(RECORDED INFORMATION Opens)

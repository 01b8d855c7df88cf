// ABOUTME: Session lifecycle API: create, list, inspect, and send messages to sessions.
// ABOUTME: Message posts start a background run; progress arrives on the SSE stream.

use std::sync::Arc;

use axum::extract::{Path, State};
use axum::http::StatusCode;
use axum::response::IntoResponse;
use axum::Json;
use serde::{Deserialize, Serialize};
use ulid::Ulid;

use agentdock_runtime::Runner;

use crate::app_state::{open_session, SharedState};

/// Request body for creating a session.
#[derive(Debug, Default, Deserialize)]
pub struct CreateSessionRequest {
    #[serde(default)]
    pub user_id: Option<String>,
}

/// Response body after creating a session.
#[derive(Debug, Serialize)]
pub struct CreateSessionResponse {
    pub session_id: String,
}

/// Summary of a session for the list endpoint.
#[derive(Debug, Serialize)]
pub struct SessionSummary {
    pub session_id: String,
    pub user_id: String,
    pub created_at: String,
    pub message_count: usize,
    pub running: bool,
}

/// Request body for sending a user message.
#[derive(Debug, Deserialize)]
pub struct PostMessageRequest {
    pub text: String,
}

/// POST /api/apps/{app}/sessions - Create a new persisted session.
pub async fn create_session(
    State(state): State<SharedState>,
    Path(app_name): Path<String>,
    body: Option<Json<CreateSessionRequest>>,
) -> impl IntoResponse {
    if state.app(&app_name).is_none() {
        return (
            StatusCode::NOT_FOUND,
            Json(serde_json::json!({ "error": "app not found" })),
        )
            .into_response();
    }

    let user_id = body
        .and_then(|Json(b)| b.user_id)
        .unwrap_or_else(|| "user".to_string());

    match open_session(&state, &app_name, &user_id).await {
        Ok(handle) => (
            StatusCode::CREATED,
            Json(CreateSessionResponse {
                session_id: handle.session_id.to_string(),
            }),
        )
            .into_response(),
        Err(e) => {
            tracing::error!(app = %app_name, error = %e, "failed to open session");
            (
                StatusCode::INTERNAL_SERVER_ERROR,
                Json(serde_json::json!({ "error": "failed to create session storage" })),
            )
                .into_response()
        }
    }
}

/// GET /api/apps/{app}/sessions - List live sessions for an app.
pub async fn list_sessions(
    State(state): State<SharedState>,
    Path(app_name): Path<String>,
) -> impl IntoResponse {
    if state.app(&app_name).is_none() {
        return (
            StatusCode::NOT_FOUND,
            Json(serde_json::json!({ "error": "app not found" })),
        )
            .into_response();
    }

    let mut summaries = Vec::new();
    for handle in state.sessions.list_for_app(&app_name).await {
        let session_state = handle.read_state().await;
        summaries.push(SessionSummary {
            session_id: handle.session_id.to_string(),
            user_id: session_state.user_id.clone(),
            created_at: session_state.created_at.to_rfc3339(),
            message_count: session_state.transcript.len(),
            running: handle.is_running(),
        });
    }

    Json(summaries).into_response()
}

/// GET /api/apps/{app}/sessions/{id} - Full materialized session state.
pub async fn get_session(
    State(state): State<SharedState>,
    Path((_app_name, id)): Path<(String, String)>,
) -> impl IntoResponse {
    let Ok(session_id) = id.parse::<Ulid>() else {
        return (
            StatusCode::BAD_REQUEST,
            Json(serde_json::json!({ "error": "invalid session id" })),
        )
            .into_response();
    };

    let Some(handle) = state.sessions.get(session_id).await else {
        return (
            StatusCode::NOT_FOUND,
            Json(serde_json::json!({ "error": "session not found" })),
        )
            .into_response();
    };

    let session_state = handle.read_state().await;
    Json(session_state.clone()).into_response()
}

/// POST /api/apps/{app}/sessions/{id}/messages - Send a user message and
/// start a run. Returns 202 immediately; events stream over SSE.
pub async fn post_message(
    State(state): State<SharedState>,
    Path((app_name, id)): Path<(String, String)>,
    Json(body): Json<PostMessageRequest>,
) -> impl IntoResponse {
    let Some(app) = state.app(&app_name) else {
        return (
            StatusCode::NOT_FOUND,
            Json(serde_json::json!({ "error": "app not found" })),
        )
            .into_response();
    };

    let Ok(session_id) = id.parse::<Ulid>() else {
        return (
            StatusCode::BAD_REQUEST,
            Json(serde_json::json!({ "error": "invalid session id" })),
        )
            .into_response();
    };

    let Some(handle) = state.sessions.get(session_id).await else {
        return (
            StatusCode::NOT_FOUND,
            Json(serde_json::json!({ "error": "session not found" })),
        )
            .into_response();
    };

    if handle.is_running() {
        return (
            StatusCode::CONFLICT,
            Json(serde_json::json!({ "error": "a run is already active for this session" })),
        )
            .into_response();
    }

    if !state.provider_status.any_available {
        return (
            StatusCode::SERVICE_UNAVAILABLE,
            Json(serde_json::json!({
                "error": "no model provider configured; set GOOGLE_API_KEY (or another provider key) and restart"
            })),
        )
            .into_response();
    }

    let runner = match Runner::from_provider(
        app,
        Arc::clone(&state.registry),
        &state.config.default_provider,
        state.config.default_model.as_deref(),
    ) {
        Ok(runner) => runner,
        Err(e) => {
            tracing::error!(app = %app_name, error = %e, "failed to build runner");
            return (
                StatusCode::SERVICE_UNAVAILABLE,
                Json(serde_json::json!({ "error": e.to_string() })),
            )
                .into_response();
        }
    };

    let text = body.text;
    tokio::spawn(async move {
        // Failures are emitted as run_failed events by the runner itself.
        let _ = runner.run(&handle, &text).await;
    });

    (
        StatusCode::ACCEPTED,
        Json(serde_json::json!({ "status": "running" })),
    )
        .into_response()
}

(RECORDED INFORMATION Closes)

▶ _REQUIRED WORK_
What is the number of lines in the listing that contain the string "tracing"? Give it alone.

▶ _TASK SOLUTION_
2